» **What to work on**: The answer should be each line from the entries below that has the word "watcher" in it.

══ Task data

//! Shared helpers for CLI commands

use crate::locks::{is_process_alive, DaemonLock};
use anyhow::{Context, Result};
use journal::MetadataStore;
use rewind_core::Timestamp;
use std::ffi::OsString;
use std::path::{Path, PathBuf};

/// Open the metadata store at `db`, creating it if missing.
pub fn open_store(db: &Path) -> Result<MetadataStore> {
    MetadataStore::open(db).with_context(|| {
        // sled holds an exclusive lock while a watcher runs
        match DaemonLock::read(&lock_path(db)) {
            Ok(Some(lock)) if is_process_alive(lock.pid) => format!(
                "Failed to open metadata store at {}; watcher (PID {}) holds it, run `rewind stop {}` first",
                db.display(),
                lock.pid,
                db.display()
            ),
            _ => format!("Failed to open metadata store at {}", db.display()),
        }
    })
}

/// Use the given branch, or the store's active branch when none was named.
pub fn resolve_branch(store: &MetadataStore, branch: Option<String>) -> Result<String> {
    match branch {
        Some(branch) => Ok(branch),
        None => Ok(store.active_branch()?),
    }
}

pub fn parse_timestamp(input: &str) -> Result<Timestamp> {
    Timestamp::parse(input).with_context(|| format!("Invalid timestamp '{}'", input))
}

/// Lock file written by `start` next to the metadata store: `<db>.lock`
pub fn lock_path(db: &Path) -> PathBuf {
    let mut name = OsString::from(db.as_os_str());
    name.push(".lock");
    PathBuf::from(name)
}

/// Absolute form of a user-supplied path, matching how captured paths are recorded.
///
/// Existing paths are canonicalized; paths that no longer exist (deleted
/// files) are resolved against their canonical parent when possible.
pub fn absolute_path(path: &Path) -> Result<PathBuf> {
    if let Ok(canonical) = path.canonicalize() {
        return Ok(canonical);
    }

    let absolute = if path.is_absolute() {
        path.to_path_buf()
    } else {
        std::env::current_dir()
            .context("Failed to determine current directory")?
            .join(path)
    };

    match (absolute.parent(), absolute.file_name()) {
        (Some(parent), Some(name)) => match parent.canonicalize() {
            Ok(parent) => Ok(parent.join(name)),
            Err(_) => Ok(absolute),
        },
        _ => Ok(absolute),
    }
}

/// Format timestamp as relative time ("2 hours ago")
pub fn format_relative_time(timestamp: Timestamp) -> String {
    let elapsed = Timestamp::now().as_datetime() - timestamp.as_datetime();
    let seconds = elapsed.num_seconds();

    if seconds < 0 {
        "in the future".to_string()
    } else if seconds < 60 {
        format!("{} seconds ago", seconds)
    } else if seconds < 3600 {
        format!("{} minutes ago", seconds / 60)
    } else if seconds < 86400 {
        format!("{} hours ago", seconds / 3600)
    } else if seconds < 604800 {
        format!("{} days ago", seconds / 86400)
    } else {
        format!("{} weeks ago", seconds / 604800)
    }
}

/// Shorten a content hash for display
pub fn short_hash(hash: &str) -> &str {
    hash.get(..12).unwrap_or(hash)
}

#[cfg(test)]
mod tests {
    use super::*;
    use chrono::TimeDelta;
    use tempfile::TempDir;

    #[test]
    fn test_lock_path() {
        assert_eq!(lock_path(Path::new("/data/meta.db")), PathBuf::from("/data/meta.db.lock"));
        assert_eq!(lock_path(Path::new("meta")), PathBuf::from("meta.lock"));
    }

    #[test]
    fn test_format_relative_time() {
        let now = Timestamp::now().as_datetime();
        let ago = |delta: TimeDelta| format_relative_time(Timestamp::from_datetime(now - delta));

        assert!(ago(TimeDelta::seconds(5)).ends_with("seconds ago"));
        assert_eq!(ago(TimeDelta::minutes(3)), "3 minutes ago");
        assert_eq!(ago(TimeDelta::hours(2)), "2 hours ago");
        assert_eq!(ago(TimeDelta::days(3)), "3 days ago");
        assert_eq!(ago(TimeDelta::weeks(2)), "2 weeks ago");
        assert_eq!(ago(TimeDelta::days(-1)), "in the future");
    }

    #[test]
    fn test_short_hash() {
        assert_eq!(short_hash("0123456789abcdef"), "0123456789ab");
        assert_eq!(short_hash("abc"), "abc");
        assert_eq!(short_hash(""), "");
    }

    #[test]
    fn test_absolute_path_of_deleted_file() -> Result<()> {
        let temp_dir = TempDir::new()?;
        let root = temp_dir.path().canonicalize()?;

        let live = root.join("live.txt");
        std::fs::write(&live, b"x")?;
        assert_eq!(absolute_path(&live)?, live);

        let gone = temp_dir.path().join("gone.txt");
        assert_eq!(absolute_path(&gone)?, root.join("gone.txt"));
        Ok(())
    }

    #[test]
    fn test_parse_timestamp_error_names_input() {
        let err = parse_timestamp("yesterday").unwrap_err();
        assert!(err.to_string().contains("yesterday"));
    }
}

════

» **Exercise output**:
        // sled holds an exclusive lock while a watcher runs
                "Failed to open metadata store at {}; watcher (PID {}) holds it, run `rewind stop {}` first",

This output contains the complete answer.